• **EXCERPTED RECORDS**:
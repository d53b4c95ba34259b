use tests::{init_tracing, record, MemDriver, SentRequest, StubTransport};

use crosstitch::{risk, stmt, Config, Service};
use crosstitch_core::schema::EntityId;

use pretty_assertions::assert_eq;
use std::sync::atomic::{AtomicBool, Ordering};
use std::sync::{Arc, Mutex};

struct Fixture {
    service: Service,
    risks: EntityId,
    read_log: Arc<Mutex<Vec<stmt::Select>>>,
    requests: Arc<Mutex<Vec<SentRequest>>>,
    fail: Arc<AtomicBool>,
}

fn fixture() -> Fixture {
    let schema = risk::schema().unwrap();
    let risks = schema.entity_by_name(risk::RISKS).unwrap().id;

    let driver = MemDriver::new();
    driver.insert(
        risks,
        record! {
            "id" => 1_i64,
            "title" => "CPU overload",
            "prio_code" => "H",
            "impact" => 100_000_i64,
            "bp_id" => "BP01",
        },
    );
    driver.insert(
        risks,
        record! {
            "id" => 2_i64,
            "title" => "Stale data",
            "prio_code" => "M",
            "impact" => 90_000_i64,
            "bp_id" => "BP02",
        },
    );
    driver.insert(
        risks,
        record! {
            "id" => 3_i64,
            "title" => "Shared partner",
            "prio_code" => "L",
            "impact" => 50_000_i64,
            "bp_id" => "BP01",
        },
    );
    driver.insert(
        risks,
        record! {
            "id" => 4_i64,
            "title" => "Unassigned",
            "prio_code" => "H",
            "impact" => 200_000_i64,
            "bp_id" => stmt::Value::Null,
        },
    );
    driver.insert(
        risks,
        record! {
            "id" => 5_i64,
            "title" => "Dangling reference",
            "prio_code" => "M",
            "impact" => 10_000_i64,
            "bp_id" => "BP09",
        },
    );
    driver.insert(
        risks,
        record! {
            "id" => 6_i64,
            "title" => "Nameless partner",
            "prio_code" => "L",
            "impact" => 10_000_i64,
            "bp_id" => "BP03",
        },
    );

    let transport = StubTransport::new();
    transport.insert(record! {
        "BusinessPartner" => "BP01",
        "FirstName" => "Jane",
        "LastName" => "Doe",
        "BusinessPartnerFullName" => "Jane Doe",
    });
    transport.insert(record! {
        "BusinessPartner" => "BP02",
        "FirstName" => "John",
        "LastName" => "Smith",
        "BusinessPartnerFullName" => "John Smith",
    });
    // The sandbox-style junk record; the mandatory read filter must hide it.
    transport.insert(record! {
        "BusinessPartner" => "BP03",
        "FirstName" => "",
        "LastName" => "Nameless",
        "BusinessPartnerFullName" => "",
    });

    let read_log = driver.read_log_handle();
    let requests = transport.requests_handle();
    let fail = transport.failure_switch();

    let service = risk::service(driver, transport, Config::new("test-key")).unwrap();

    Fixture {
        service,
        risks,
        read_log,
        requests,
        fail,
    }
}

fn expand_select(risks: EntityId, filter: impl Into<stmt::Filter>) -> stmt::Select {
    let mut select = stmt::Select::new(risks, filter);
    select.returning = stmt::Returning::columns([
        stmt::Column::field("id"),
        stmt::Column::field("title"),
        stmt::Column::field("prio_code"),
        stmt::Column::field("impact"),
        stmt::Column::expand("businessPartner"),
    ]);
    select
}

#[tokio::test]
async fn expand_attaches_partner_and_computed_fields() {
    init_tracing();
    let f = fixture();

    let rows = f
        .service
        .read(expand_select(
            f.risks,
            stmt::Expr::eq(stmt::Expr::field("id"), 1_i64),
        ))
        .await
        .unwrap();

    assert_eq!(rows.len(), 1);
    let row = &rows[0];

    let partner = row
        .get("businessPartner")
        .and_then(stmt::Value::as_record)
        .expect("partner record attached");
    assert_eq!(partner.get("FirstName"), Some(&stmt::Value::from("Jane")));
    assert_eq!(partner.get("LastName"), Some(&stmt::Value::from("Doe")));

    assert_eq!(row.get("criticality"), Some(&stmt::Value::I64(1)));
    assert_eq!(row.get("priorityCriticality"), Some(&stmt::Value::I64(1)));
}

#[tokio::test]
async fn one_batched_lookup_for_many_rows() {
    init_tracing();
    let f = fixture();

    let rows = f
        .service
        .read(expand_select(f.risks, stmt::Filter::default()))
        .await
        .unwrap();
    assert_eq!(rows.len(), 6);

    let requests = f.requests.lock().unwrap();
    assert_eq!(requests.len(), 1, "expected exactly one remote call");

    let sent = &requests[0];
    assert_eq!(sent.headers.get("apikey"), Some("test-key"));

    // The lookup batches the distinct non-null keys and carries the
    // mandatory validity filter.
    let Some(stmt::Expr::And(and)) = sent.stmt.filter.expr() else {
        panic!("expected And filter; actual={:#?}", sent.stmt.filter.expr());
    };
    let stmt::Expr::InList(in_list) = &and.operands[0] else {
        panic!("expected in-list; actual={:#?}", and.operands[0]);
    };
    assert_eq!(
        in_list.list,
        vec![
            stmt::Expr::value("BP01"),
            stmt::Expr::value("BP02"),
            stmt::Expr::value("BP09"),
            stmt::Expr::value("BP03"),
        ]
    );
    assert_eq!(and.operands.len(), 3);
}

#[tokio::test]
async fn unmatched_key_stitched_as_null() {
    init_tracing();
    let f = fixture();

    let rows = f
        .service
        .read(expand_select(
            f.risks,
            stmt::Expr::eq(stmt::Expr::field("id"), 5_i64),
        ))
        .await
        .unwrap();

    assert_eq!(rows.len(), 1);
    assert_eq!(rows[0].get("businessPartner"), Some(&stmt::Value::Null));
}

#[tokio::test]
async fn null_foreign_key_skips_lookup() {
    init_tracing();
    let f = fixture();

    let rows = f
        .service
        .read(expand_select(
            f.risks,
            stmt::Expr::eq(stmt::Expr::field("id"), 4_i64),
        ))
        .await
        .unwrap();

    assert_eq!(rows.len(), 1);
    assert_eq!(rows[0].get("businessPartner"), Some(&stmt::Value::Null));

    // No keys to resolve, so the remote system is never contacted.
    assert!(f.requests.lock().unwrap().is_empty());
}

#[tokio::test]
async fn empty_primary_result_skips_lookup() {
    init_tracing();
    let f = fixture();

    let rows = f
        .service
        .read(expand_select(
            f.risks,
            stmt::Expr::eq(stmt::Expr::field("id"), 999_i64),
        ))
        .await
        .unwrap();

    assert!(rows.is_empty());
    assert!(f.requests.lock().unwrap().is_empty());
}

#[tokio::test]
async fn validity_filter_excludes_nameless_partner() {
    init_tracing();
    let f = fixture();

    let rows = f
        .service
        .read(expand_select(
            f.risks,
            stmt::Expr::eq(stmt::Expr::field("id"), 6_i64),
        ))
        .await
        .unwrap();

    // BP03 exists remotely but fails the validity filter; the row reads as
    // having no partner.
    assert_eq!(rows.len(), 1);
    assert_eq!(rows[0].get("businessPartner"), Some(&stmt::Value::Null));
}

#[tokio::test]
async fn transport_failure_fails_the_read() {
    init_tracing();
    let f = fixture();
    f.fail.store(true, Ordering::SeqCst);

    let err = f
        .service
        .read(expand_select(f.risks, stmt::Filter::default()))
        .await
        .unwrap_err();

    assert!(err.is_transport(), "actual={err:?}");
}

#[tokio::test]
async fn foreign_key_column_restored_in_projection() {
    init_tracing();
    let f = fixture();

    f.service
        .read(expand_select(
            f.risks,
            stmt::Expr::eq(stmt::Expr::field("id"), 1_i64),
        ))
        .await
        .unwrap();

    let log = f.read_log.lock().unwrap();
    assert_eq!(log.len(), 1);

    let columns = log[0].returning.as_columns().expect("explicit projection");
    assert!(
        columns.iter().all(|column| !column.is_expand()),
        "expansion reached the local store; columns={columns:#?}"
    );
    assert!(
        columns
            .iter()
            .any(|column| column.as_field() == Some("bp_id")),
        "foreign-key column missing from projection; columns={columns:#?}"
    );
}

• **PROBLEM DETAILS**: Within the listing, how many lines hold the word "panic"? Answer with the number by itself.

• **ANSWER BELOW**: 2